┌─ ENTRIES SHOWN
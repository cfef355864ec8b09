pub mod completions;
pub mod doctor;
pub mod install;
pub mod list;
pub mod man_pages;
pub mod plan;

use dialoguer::Confirm;
use hatch_core::{
    ConsentGate, ConsentPrompt, CoreError, DeclarationResolver, HatchConfig,
    JsonEnvironmentStore, Orchestrator, BACKEND_ENV,
};
use hatch_installers::{select_backends, PackageSource};
use indicatif::{ProgressBar, ProgressStyle};
use std::path::{Path, PathBuf};
use std::time::Duration;

pub const EXIT_SUCCESS: u8 = 0;
pub const EXIT_FAILURE: u8 = 1;
pub const EXIT_PLAN_ERROR: u8 = 2;
pub const EXIT_CONSENT_DENIED: u8 = 3;
pub const EXIT_ROLLBACK_INCOMPLETE: u8 = 4;

const PACKAGES_DIR: &str = "packages";

pub fn json_pretty(value: &impl serde::Serialize) -> Result<String, String> {
    serde_json::to_string_pretty(value).map_err(|e| format!("JSON serialization failed: {e}"))
}

fn style(template: &str) -> ProgressStyle {
    ProgressStyle::with_template(template).unwrap_or_else(|_| ProgressStyle::default_spinner())
}

pub fn spinner(msg: &str) -> ProgressBar {
    let pb = ProgressBar::new_spinner();
    pb.set_style(
        style("{spinner:.cyan} {msg}")
            .tick_strings(&["⠋", "⠙", "⠹", "⠸", "⠼", "⠴", "⠦", "⠧", "⠇", "⠏"]),
    );
    pb.set_message(msg.to_owned());
    pb.enable_steady_tick(Duration::from_millis(80));
    pb
}

pub fn spin_ok(pb: &ProgressBar, msg: &str) {
    pb.set_style(style("{msg}"));
    pb.finish_with_message(format!("✓ {msg}"));
}

pub fn spin_fail(pb: &ProgressBar, msg: &str) {
    pb.set_style(style("{msg}"));
    pb.finish_with_message(format!("✗ {msg}"));
}

pub fn colorize_status(status: &str) -> String {
    use console::Style;
    match status {
        "completed" => Style::new().green().apply_to(status).to_string(),
        "running" => Style::new().cyan().bold().apply_to(status).to_string(),
        "skipped" => Style::new().dim().apply_to(status).to_string(),
        "rolled_back" => Style::new().yellow().apply_to(status).to_string(),
        "failed" => Style::new().red().bold().apply_to(status).to_string(),
        other => other.to_owned(),
    }
}

/// Everything a command needs to talk to the hatch home.
pub struct Workspace {
    pub config: HatchConfig,
    pub store: JsonEnvironmentStore,
    pub backend: String,
}

impl Workspace {
    pub fn open(home: &Path) -> Result<Self, String> {
        let config = HatchConfig::load_from_home(home).map_err(|e| e.to_string())?;
        let env_backend = std::env::var(BACKEND_ENV).ok();
        let backend = config.backend_name(env_backend.as_deref());
        Ok(Self {
            config,
            store: JsonEnvironmentStore::new(home),
            backend,
        })
    }

    /// Local package source: the configured one, else `<home>/packages`.
    pub fn package_source(&self) -> Option<PathBuf> {
        self.config.package_source.clone().or_else(|| {
            let default = self.store.root().join(PACKAGES_DIR);
            default.is_dir().then_some(default)
        })
    }

    pub fn orchestrator(&self, environment: &str) -> Result<Orchestrator, String> {
        let mut backend_config = self
            .config
            .backend_config(self.store.environment_dir(environment));
        let source = self.package_source();
        backend_config.package_source.clone_from(&source);

        let registry = select_backends(&self.backend, &backend_config).map_err(|e| e.to_string())?;
        let resolver = match source {
            Some(root) => DeclarationResolver::new().with_source(PackageSource::new(root)),
            None => DeclarationResolver::new(),
        };
        Ok(Orchestrator::new(registry, resolver).with_consent(ConsentGate::new(TerminalPrompt)))
    }
}

/// Consent prompt on the controlling terminal.
struct TerminalPrompt;

impl ConsentPrompt for TerminalPrompt {
    fn confirm(&mut self, plan_summary: &str) -> Result<bool, CoreError> {
        eprintln!("{plan_summary}");
        Confirm::new()
            .with_prompt("Proceed with installation?")
            .interact()
            .map_err(|e| CoreError::ConsentDenied(format!("prompt failed: {e}")))
    }
}

#[cfg(test)]
mod tests {
    use super::*;

    #[test]
    fn json_pretty_serializes() {
        let value = serde_json::json!({"package": "demo"});
        let out = json_pretty(&value).unwrap();
        assert!(out.contains("\"package\": \"demo\""));
    }

    #[test]
    fn colorize_passes_unknown_through() {
        assert_eq!(colorize_status("pending"), "pending");
        assert!(colorize_status("failed").contains("failed"));
    }

    #[test]
    fn workspace_defaults_without_config() {
        let dir = tempfile::tempdir().unwrap();
        let ws = Workspace::open(dir.path()).unwrap();
        assert!(ws.package_source().is_none());

        std::fs::create_dir(dir.path().join(PACKAGES_DIR)).unwrap();
        assert_eq!(ws.package_source(), Some(dir.path().join(PACKAGES_DIR)));
    }

    #[test]
    fn mock_backend_builds_orchestrator() {
        let dir = tempfile::tempdir().unwrap();
        let mut ws = Workspace::open(dir.path()).unwrap();
        ws.backend = "mock".to_owned();
        let orchestrator = ws.orchestrator("default").unwrap();
        assert_eq!(orchestrator.registry().kinds().len(), 4);

        ws.backend = "conda".to_owned();
        assert!(ws.orchestrator("default").is_err());
    }
}
#[cfg(test)]
mod tests {
    use super::*;

    fn runtime(name: &str) -> Dependency {
        Dependency::new(DependencyKind::Runtime, name)
    }

    #[test]
    fn plan_always_has_four_ordered_stages() {
        let plan = InstallationPlan::build("pkg", vec![runtime("requests")]).unwrap();
        let kinds: Vec<_> = plan.stages().iter().map(Stage::kind).collect();
        assert_eq!(kinds, DependencyKind::STAGE_ORDER.to_vec());
        assert_eq!(plan.len(), 1);
        assert!(plan.stage(DependencyKind::System).is_empty());
        assert_eq!(plan.stage(DependencyKind::Runtime).len(), 1);
    }

    #[test]
    fn dependencies_bucket_by_kind() {
        let plan = InstallationPlan::build(
            "pkg",
            vec![
                Dependency::new(DependencyKind::Container, "redis"),
                runtime("flask"),
                Dependency::new(DependencyKind::System, "curl"),
                Dependency::new(DependencyKind::Package, "base_pkg").with_resolved_version("1.0.3"),
            ],
        )
        .unwrap();
        let names: Vec<_> = plan.dependencies().map(|d| d.name.as_str()).collect();
        assert_eq!(names, ["curl", "flask", "base_pkg", "redis"]);
    }

    #[test]
    fn package_without_resolved_version_fails() {
        let err = InstallationPlan::build(
            "pkg",
            vec![Dependency::new(DependencyKind::Package, "base_pkg").with_constraint(">=1.0.0")],
        )
        .unwrap_err();
        assert!(matches!(err, PlanError::MissingResolvedVersion(n) if n == "base_pkg"));
    }

    #[test]
    fn non_package_kinds_may_omit_resolved_version() {
        assert!(InstallationPlan::build("pkg", vec![runtime("requests")]).is_ok());
    }

    #[test]
    fn duplicate_dependency_fails() {
        let err = InstallationPlan::build("pkg", vec![runtime("flask"), runtime("flask")]).unwrap_err();
        assert!(matches!(err, PlanError::Duplicate(k) if k == "runtime:flask"));
    }

    #[test]
    fn same_name_in_different_stages_is_allowed() {
        let plan = InstallationPlan::build(
            "pkg",
            vec![runtime("redis"), Dependency::new(DependencyKind::Container, "redis")],
        )
        .unwrap();
        assert_eq!(plan.len(), 2);
    }

    #[test]
    fn empty_name_fails() {
        assert!(matches!(
            InstallationPlan::build("pkg", vec![runtime(" ")]),
            Err(PlanError::EmptyName(DependencyKind::Runtime))
        ));
    }

    #[test]
    fn dangling_predecessor_fails() {
        let err =
            InstallationPlan::build("pkg", vec![runtime("b").with_after("missing")]).unwrap_err();
        assert!(matches!(err, PlanError::DanglingPredecessor { .. }));
    }

    #[test]
    fn predecessor_in_other_stage_is_dangling() {
        let err = InstallationPlan::build(
            "pkg",
            vec![
                Dependency::new(DependencyKind::System, "curl"),
                runtime("pycurl").with_after("curl"),
            ],
        )
        .unwrap_err();
        assert!(matches!(err, PlanError::DanglingPredecessor { .. }));
    }

    #[test]
    fn predecessor_cycle_fails() {
        let err = InstallationPlan::build(
            "pkg",
            vec![runtime("a").with_after("b"), runtime("b").with_after("a")],
        )
        .unwrap_err();
        assert!(matches!(err, PlanError::PredecessorCycle(_)));

        let self_loop = InstallationPlan::build("pkg", vec![runtime("a").with_after("a")]);
        assert!(matches!(self_loop, Err(PlanError::PredecessorCycle(_))));
    }

    #[test]
    fn independent_dependencies_are_all_roots() {
        let plan =
            InstallationPlan::build("pkg", vec![runtime("numpy"), runtime("pandas")]).unwrap();
        let stage = plan.stage(DependencyKind::Runtime);
        let roots: Vec<_> = stage.roots().iter().map(|d| d.name.as_str()).collect();
        assert_eq!(roots, ["numpy", "pandas"]);
        assert!(stage.successors("numpy").is_empty());
    }

    #[test]
    fn siblings_sharing_a_predecessor_are_separate_successors() {
        let plan = InstallationPlan::build(
            "pkg",
            vec![
                runtime("c").with_after("a"),
                runtime("solo"),
                runtime("b").with_after("a"),
                runtime("a"),
                runtime("d").with_after("b"),
            ],
        )
        .unwrap();
        let stage = plan.stage(DependencyKind::Runtime);
        let names = |deps: Vec<&Dependency>| -> Vec<String> {
            deps.into_iter().map(|d| d.name.clone()).collect()
        };
        assert_eq!(names(stage.roots()), ["solo", "a"]);
        assert_eq!(names(stage.successors("a")), ["c", "b"]);
        assert_eq!(names(stage.successors("b")), ["d"]);
        assert!(stage.successors("c").is_empty());
    }

    #[test]
    fn names_that_escape_paths_or_read_as_options_fail() {
        for bad in ["../victim", "a/../b", "..", "--index-url=http://x", "-e", "a b", "a\nb", "a\\b", "x\u{7}"] {
            let err = InstallationPlan::build("pkg", vec![runtime(bad)]).unwrap_err();
            assert!(
                matches!(&err, PlanError::InvalidName { name, .. } if name == bad),
                "{bad:?} gave {err}"
            );
        }
        let nested = Dependency::new(DependencyKind::System, "usr/bin");
        assert!(matches!(
            InstallationPlan::build("pkg", vec![nested]),
            Err(PlanError::InvalidName { .. })
        ));
    }

    #[test]
    fn image_references_may_nest() {
        let plan = InstallationPlan::build(
            "pkg",
            vec![Dependency::new(DependencyKind::Container, "org/app")],
        );
        assert!(plan.is_ok());
        for bad in ["/org/app", "org//app", "org/"] {
            let dep = Dependency::new(DependencyKind::Container, bad);
            assert!(matches!(
                InstallationPlan::build("pkg", vec![dep]),
                Err(PlanError::InvalidName { .. })
            ));
        }
    }

    #[test]
    fn validate_rejects_a_tampered_plan() {
        let plan = InstallationPlan::build("pkg", vec![runtime("a"), runtime("b").with_after("a")])
            .unwrap();
        assert!(plan.validate().is_ok());

        let json = plan
            .canonical_json()
            .unwrap()
            .replace("\"after\":\"a\"", "\"after\":\"b\"");
        let tampered: InstallationPlan = serde_json::from_str(&json).unwrap();
        assert!(matches!(tampered.validate(), Err(PlanError::PredecessorCycle(_))));
    }

    #[test]
    fn identical_inputs_produce_identical_plans_and_fingerprints() {
        let deps = vec![runtime("requests").with_constraint(">=2.28.0")];
        let preview = InstallationPlan::build("pkg", deps.clone()).unwrap();
        let executed = InstallationPlan::build("pkg", deps).unwrap();
        assert_eq!(preview, executed);
        assert_eq!(preview.fingerprint().unwrap(), executed.fingerprint().unwrap());
    }

    #[test]
    fn fingerprint_changes_with_content() {
        let a = InstallationPlan::build("pkg", vec![runtime("flask")]).unwrap();
        let b = InstallationPlan::build("pkg", vec![runtime("django")]).unwrap();
        assert_ne!(a.fingerprint().unwrap(), b.fingerprint().unwrap());
    }

    #[test]
    fn summary_lists_non_empty_stages() {
        let plan = InstallationPlan::build(
            "demo",
            vec![
                runtime("requests").with_constraint(">=2.28.0"),
                Dependency::new(DependencyKind::Package, "base_pkg").with_resolved_version("1.0.3"),
            ],
        )
        .unwrap();
        let s = plan.summary();
        assert!(s.contains("'demo'"));
        assert!(s.contains("runtime (1)"));
        assert!(s.contains("requests>=2.28.0"));
        assert!(s.contains("base_pkg -> 1.0.3"));
        assert!(!s.contains("system"));
    }
}
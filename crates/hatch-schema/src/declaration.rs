use crate::dependency::DependencyKind;
use crate::PlanError;
use serde::{Deserialize, Serialize};
use std::collections::BTreeMap;
use std::fs;
use std::path::{Path, PathBuf};
use thiserror::Error;

/// File name of the package declaration inside a package directory.
pub const DECLARATION_FILE: &str = "hatch_metadata.json";

const SECTION_SUFFIX: &str = "_dependencies";

#[derive(Debug, Error)]
pub enum DeclarationError {
    #[error("failed to read package declaration {path}: {source}")]
    Io {
        path: PathBuf,
        source: std::io::Error,
    },
    #[error("failed to parse package declaration: {0}")]
    Parse(#[from] serde_json::Error),
    #[error("package name must not be empty")]
    EmptyName,
}

/// Parsed `hatch_metadata.json`.
///
/// Dependency sections are any top-level `<kind>_dependencies` arrays;
/// all other unrecognized fields (author, license, tags...) are kept
/// verbatim in `extra` and otherwise ignored.
#[derive(Debug, Clone, Deserialize, Serialize, PartialEq)]
pub struct PackageDeclaration {
    pub name: String,
    #[serde(default = "default_version")]
    pub version: String,
    #[serde(default, skip_serializing_if = "Option::is_none")]
    pub description: Option<String>,
    #[serde(flatten)]
    pub extra: BTreeMap<String, serde_json::Value>,
}

/// One entry of a `<kind>_dependencies` array.
#[derive(Debug, Clone, Deserialize, Serialize, PartialEq, Eq)]
pub struct DeclaredDependency {
    pub name: String,
    #[serde(default, skip_serializing_if = "Option::is_none")]
    pub version_constraint: Option<String>,
    #[serde(default, skip_serializing_if = "Option::is_none")]
    pub resolved_version: Option<String>,
    #[serde(default, skip_serializing_if = "Option::is_none")]
    pub package_manager: Option<String>,
    #[serde(default, skip_serializing_if = "Option::is_none")]
    pub registry: Option<String>,
    #[serde(default, skip_serializing_if = "Option::is_none")]
    pub after: Option<String>,
}

impl DeclaredDependency {
    pub fn backend_hint(&self) -> Option<&str> {
        self.package_manager.as_deref().or(self.registry.as_deref())
    }
}

fn default_version() -> String {
    "0.0.0".to_owned()
}

impl PackageDeclaration {
    /// Extract every declared dependency, tagged with its kind.
    ///
    /// Sections are visited in key order and entries keep their declared
    /// order within a section. An unrecognized section prefix or an
    /// entry that is not a valid dependency object fails.
    pub fn declared_dependencies(&self) -> Result<Vec<(DependencyKind, DeclaredDependency)>, PlanError> {
        let mut out = Vec::new();
        for (key, value) in &self.extra {
            let Some(prefix) = key.strip_suffix(SECTION_SUFFIX) else {
                continue;
            };
            let kind: DependencyKind = prefix.parse()?;
            let entries: Vec<DeclaredDependency> = serde_json::from_value(value.clone())
                .map_err(|e| PlanError::InvalidSection {
                    section: key.clone(),
                    reason: e.to_string(),
                })?;
            out.extend(entries.into_iter().map(|d| (kind, d)));
        }
        Ok(out)
    }
}

pub fn parse_declaration_str(input: &str) -> Result<PackageDeclaration, DeclarationError> {
    let decl: PackageDeclaration = serde_json::from_str(input)?;
    if decl.name.trim().is_empty() {
        return Err(DeclarationError::EmptyName);
    }
    Ok(decl)
}

/// Read a declaration from a file, or from `<dir>/hatch_metadata.json`
/// when `path` is a package directory.
pub fn parse_declaration_file(path: impl AsRef<Path>) -> Result<PackageDeclaration, DeclarationError> {
    let path = path.as_ref();
    let file = if path.is_dir() {
        path.join(DECLARATION_FILE)
    } else {
        path.to_path_buf()
    };
    let content = fs::read_to_string(&file).map_err(|source| DeclarationError::Io {
        path: file.clone(),
        source,
    })?;
    parse_declaration_str(&content)
}
impl Orchestrator {
    pub fn new(registry: InstallerRegistry, resolver: impl Resolver + 'static) -> Self {
        Self {
            registry,
            resolver: Box::new(resolver),
            consent: ConsentGate::stdio(),
            interrupted: Arc::new(shutdown_requested),
        }
    }

    /// Replace the Ctrl-C flag as the source of interrupts.
    #[must_use]
    pub fn with_interrupt(mut self, interrupted: impl Fn() -> bool + Send + Sync + 'static) -> Self {
        self.interrupted = Arc::new(interrupted);
        self
    }

    #[must_use]
    pub fn with_consent(mut self, consent: ConsentGate) -> Self {
        self.consent = consent;
        self
    }

    pub fn registry(&self) -> &InstallerRegistry {
        &self.registry
    }

    /// Resolve and bucket a declaration. This is the exact plan
    /// [`run_installation`](Self::run_installation) executes for the same
    /// input, so it doubles as the dry-run preview.
    pub fn plan(&self, declaration: &PackageDeclaration) -> Result<InstallationPlan, CoreError> {
        let dependencies = self.resolver.resolve(declaration)?;
        let plan = InstallationPlan::build(declaration.name.clone(), dependencies)?;
        debug!("planned {} dependencies for '{}'", plan.len(), plan.package());
        Ok(plan)
    }

    pub fn run_installation(
        &self,
        declaration: &PackageDeclaration,
        options: InstallOptions,
    ) -> Result<InstallationReport, CoreError> {
        let plan = self.plan(declaration)?;
        self.execute_plan(&plan, options)
    }

    /// Drive an already-built plan through consent, execution and, on
    /// failure, rollback.
    ///
    /// Errors are returned only for pre-execution failures; anything that
    /// goes wrong once execution starts is reported in the
    /// [`InstallationReport`].
    pub fn execute_plan(
        &self,
        plan: &InstallationPlan,
        options: InstallOptions,
    ) -> Result<InstallationReport, CoreError> {
        let mut state = OrchestratorState::Planning;
        plan.validate()?;
        let fingerprint = plan.fingerprint()?;
        if let Some(expected) = &options.expected_fingerprint {
            if *expected != fingerprint {
                return Err(CoreError::PlanMismatch {
                    expected: expected.to_string(),
                    actual: fingerprint.into_inner(),
                });
            }
        }
        let installers = self.installers_for(plan)?;

        advance(&mut state, OrchestratorState::AwaitingConsent)?;
        self.consent.evaluate(plan, options.consent_flags())?;
        advance(&mut state, OrchestratorState::Executing)?;

        let bus = Arc::new(ProgressBus::new());
        for mut observer in options.observers {
            bus.subscribe(move |event: &ProgressEvent| observer.on_event(event));
        }
        debug!("{} progress observers attached", bus.subscriber_count());

        let mut run = Run {
            ledger: ExecutionLedger::from_plan(plan),
            bus: Arc::clone(&bus),
            sequence: SequenceCounter::new(),
            simulation: options.simulation,
            timeout: options.timeout,
            concurrency: options.concurrency,
            interrupted: Arc::clone(&self.interrupted),
            trigger: None,
        };
        info!(
            "installing {} dependencies for '{}'{}",
            plan.len(),
            plan.package(),
            if run.simulation { " (simulation)" } else { "" }
        );

        run.execute(plan, &installers);

        if run.trigger.is_some() {
            advance(&mut state, OrchestratorState::RollingBack)?;
            let summary = rollback::unwind(
                &mut run.ledger,
                &installers,
                &bus,
                &run.sequence,
                run.simulation,
            )?;
            info!(
                "rollback finished: {} undone, {} failed",
                summary.rolled_back, summary.failed
            );
            advance(&mut state, OrchestratorState::Failed)?;
        } else {
            rollback::commit(&run.ledger, &installers, &bus, &run.sequence, run.simulation);
            advance(&mut state, OrchestratorState::Completed)?;
        }

        // Flush every observer before handing back the report.
        bus.close();
        debug!("{} progress events emitted", run.sequence.current());

        Ok(InstallationReport::new(
            plan.package().to_owned(),
            fingerprint,
            run.simulation,
            run.ledger.into_entries(),
            run.trigger,
        ))
    }

    /// One installer per non-empty stage, resolved before anything runs.
    fn installers_for(&self, plan: &InstallationPlan) -> Result<InstallerMap, CoreError> {
        let mut map = InstallerMap::new();
        for stage in plan.stages().iter().filter(|s| !s.is_empty()) {
            let installer = self.registry.resolve(stage.kind())?;
            if let Some(dep) = stage.dependencies().iter().find(|d| !installer.can_handle(d)) {
                return Err(InstallerError::Unsupported {
                    installer: installer.name().to_owned(),
                    dependency: dep.key().into_inner(),
                }
                .into());
            }
            map.insert(stage.kind(), installer);
        }
        Ok(map)
    }
}

fn advance(state: &mut OrchestratorState, to: OrchestratorState) -> Result<(), CoreError> {
    validate_transition(*state, to)?;
    debug!("orchestrator: {} -> {to}", *state);
    *state = to;
    Ok(())
}

/// What a worker tells the orchestrator thread.
enum WorkerReport {
    Started(DependencyKey),
    Satisfied(DependencyKey),
    Finished(DependencyKey, Result<Installed, InstallerError>),
    NotStarted(DependencyKey),
}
└─
▶ **ACTIVITY**:
Write out each line above that contains the word "demo".

▶ **SOLUTION TO THIS EXERCISE**:
        let value = serde_json::json!({"package": "demo"});
        assert!(out.contains("\"package\": \"demo\""));
            "demo",
        assert!(s.contains("'demo'"));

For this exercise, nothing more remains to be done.